[Stored entries]
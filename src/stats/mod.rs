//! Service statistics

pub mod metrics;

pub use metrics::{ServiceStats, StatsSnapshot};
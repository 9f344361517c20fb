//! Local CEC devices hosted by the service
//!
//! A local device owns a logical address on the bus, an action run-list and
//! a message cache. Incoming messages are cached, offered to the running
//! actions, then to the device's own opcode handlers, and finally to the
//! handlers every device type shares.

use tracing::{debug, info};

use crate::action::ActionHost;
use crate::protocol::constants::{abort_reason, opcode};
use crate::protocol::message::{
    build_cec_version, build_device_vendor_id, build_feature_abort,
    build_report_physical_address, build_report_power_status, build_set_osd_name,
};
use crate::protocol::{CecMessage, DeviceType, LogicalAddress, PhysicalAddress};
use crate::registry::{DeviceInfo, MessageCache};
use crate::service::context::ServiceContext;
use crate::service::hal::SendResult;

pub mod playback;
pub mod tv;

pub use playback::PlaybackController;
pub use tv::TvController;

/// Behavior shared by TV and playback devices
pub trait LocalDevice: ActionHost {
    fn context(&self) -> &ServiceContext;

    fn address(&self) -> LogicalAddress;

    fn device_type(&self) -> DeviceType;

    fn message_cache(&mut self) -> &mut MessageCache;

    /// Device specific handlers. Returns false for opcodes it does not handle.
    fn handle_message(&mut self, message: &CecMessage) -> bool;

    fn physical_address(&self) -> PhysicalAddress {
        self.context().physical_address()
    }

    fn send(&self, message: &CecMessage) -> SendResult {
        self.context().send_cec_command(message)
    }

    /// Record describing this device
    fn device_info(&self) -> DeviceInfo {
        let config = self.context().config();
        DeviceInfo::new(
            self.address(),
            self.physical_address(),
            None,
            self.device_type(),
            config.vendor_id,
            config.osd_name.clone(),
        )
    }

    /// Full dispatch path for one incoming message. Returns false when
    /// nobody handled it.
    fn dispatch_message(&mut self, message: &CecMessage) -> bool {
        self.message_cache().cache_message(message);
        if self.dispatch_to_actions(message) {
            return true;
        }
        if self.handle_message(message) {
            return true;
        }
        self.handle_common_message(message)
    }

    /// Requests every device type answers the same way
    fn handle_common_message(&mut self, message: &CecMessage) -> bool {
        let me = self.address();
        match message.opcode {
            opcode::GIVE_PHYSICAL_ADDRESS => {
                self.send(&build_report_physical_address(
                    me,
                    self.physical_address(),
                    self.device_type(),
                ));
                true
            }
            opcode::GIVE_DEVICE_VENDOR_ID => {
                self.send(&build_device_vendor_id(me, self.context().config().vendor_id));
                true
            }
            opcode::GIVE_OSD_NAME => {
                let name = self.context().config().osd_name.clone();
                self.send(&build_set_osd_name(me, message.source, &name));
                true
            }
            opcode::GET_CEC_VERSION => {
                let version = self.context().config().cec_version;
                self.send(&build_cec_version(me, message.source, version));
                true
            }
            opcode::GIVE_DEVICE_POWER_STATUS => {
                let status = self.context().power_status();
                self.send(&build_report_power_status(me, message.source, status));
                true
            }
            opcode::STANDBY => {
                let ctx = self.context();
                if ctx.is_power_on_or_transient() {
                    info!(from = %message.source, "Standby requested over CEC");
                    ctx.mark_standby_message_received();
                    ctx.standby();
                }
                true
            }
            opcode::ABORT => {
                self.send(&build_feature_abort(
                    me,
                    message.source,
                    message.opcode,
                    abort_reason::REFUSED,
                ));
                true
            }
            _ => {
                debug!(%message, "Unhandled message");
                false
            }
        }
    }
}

--

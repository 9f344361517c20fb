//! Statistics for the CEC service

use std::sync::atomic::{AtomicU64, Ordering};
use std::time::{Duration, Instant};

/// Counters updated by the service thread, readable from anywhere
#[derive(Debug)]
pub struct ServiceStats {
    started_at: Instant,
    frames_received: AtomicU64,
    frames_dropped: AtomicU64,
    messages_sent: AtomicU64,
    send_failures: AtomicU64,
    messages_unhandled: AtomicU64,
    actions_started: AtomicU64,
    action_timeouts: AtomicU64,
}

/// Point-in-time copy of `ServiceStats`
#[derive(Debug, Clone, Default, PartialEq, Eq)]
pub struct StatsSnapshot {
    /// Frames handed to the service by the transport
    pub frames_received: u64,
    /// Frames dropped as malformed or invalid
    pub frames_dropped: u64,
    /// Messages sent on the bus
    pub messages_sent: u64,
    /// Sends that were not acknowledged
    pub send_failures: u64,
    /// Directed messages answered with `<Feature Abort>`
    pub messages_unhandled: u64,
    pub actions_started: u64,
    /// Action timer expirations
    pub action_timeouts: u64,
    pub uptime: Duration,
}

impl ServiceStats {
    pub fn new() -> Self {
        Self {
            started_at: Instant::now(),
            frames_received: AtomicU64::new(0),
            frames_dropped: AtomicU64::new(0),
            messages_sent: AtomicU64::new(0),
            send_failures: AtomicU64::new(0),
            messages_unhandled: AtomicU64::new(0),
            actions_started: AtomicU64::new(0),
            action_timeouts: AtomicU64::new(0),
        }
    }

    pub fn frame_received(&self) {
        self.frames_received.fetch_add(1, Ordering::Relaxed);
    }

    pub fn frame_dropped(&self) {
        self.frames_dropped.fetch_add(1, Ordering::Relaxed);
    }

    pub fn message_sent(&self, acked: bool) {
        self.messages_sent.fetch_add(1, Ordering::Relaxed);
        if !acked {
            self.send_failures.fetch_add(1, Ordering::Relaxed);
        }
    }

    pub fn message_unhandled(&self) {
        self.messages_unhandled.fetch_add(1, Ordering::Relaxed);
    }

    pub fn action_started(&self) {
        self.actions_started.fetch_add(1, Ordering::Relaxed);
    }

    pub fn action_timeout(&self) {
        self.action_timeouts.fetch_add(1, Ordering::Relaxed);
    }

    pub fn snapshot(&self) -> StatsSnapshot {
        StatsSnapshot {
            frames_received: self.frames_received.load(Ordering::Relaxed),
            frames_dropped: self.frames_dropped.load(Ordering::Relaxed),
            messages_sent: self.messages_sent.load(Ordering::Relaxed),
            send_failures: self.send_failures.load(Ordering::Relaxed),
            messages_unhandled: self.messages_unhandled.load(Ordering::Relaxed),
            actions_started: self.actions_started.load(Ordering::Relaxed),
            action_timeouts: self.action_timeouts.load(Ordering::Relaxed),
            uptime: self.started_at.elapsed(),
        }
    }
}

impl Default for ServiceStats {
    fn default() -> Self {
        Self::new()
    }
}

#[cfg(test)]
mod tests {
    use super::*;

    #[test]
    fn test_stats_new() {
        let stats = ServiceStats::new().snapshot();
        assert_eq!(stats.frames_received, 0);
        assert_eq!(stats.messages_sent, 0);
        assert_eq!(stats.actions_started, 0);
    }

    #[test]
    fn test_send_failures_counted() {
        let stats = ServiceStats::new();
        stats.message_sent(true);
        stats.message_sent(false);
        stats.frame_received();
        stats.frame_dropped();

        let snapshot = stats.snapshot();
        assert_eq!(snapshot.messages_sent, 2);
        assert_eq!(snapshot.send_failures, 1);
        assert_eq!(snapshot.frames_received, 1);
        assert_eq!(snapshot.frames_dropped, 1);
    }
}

== DIRECTIONS FOR THIS TASK ==
"devices" is the string to look for; please copy every line of the records above where it appears.

== TASK RESPONSE ==
//! Local CEC devices hosted by the service
/// Behavior shared by TV and playback devices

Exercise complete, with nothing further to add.